Data supplied:
»»
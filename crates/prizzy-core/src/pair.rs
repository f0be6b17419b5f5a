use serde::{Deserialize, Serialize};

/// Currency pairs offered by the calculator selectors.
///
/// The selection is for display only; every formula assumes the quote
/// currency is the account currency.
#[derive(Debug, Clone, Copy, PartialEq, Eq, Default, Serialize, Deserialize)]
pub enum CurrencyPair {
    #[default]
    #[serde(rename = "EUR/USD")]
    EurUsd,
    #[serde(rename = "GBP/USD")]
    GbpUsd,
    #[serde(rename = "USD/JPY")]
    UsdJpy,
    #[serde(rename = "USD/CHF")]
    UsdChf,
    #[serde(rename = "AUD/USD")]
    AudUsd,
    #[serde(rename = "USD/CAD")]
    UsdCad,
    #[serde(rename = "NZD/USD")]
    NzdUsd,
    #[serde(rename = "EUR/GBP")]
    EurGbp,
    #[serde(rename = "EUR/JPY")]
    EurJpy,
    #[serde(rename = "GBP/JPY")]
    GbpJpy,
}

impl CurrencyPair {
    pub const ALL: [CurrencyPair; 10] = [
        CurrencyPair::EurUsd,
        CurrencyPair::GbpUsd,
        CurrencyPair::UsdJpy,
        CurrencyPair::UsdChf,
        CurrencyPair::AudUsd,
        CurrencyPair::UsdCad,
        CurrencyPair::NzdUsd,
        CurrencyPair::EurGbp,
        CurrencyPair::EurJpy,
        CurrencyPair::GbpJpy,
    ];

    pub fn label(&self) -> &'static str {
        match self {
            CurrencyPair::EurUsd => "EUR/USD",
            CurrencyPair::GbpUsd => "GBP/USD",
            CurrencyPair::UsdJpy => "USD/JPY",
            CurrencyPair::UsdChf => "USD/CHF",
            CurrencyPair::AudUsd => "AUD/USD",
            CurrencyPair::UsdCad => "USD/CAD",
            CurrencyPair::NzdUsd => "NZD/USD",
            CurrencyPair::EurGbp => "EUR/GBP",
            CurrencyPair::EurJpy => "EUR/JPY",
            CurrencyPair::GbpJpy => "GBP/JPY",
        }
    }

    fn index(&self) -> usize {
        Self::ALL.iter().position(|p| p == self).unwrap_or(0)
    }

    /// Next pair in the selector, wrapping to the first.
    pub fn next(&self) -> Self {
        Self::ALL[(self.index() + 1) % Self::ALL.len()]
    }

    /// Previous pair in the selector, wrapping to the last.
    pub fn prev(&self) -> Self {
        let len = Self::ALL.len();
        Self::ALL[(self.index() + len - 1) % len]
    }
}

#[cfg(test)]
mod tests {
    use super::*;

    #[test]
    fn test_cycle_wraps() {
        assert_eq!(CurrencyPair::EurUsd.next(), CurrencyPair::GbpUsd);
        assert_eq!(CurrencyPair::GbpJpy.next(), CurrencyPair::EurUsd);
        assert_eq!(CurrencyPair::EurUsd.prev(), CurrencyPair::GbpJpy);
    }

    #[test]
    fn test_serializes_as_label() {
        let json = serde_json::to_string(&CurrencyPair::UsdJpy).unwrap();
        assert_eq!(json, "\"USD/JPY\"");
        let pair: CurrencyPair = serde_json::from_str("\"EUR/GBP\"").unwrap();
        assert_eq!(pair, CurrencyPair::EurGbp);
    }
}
««
»»
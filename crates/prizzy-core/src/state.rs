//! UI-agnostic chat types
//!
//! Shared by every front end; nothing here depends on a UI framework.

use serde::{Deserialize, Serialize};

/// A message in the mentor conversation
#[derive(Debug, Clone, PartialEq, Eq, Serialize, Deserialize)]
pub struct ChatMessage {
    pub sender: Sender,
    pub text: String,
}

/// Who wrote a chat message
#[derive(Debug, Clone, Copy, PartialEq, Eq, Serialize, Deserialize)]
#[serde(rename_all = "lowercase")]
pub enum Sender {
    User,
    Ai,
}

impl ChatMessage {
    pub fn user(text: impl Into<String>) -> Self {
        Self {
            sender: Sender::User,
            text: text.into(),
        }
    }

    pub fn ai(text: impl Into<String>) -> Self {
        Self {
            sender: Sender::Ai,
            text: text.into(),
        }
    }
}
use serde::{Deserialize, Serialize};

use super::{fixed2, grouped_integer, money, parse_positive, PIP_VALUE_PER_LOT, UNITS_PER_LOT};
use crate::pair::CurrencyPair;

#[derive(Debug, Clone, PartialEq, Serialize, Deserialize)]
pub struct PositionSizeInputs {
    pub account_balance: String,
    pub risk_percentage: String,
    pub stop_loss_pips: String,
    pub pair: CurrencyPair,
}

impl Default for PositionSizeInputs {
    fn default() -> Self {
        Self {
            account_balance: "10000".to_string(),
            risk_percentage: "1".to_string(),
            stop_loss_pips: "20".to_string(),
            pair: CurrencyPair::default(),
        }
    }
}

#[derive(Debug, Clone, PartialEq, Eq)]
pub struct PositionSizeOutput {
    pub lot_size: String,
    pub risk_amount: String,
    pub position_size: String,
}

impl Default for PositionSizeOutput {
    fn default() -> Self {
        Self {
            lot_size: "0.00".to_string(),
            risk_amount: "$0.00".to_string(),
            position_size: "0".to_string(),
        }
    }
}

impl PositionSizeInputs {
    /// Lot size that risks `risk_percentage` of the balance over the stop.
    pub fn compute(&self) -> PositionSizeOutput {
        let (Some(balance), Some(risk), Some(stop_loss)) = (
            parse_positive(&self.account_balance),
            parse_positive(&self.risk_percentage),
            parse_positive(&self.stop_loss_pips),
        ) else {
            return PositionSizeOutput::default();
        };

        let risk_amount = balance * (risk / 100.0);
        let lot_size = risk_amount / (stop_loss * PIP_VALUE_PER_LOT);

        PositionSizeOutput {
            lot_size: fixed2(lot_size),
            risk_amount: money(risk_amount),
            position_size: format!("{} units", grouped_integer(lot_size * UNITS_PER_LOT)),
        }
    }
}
««
Set aside each line above that includes the string "UsdChf" and report it.

Answer space:
    UsdChf,
        CurrencyPair::UsdChf,
            CurrencyPair::UsdChf => "USD/CHF",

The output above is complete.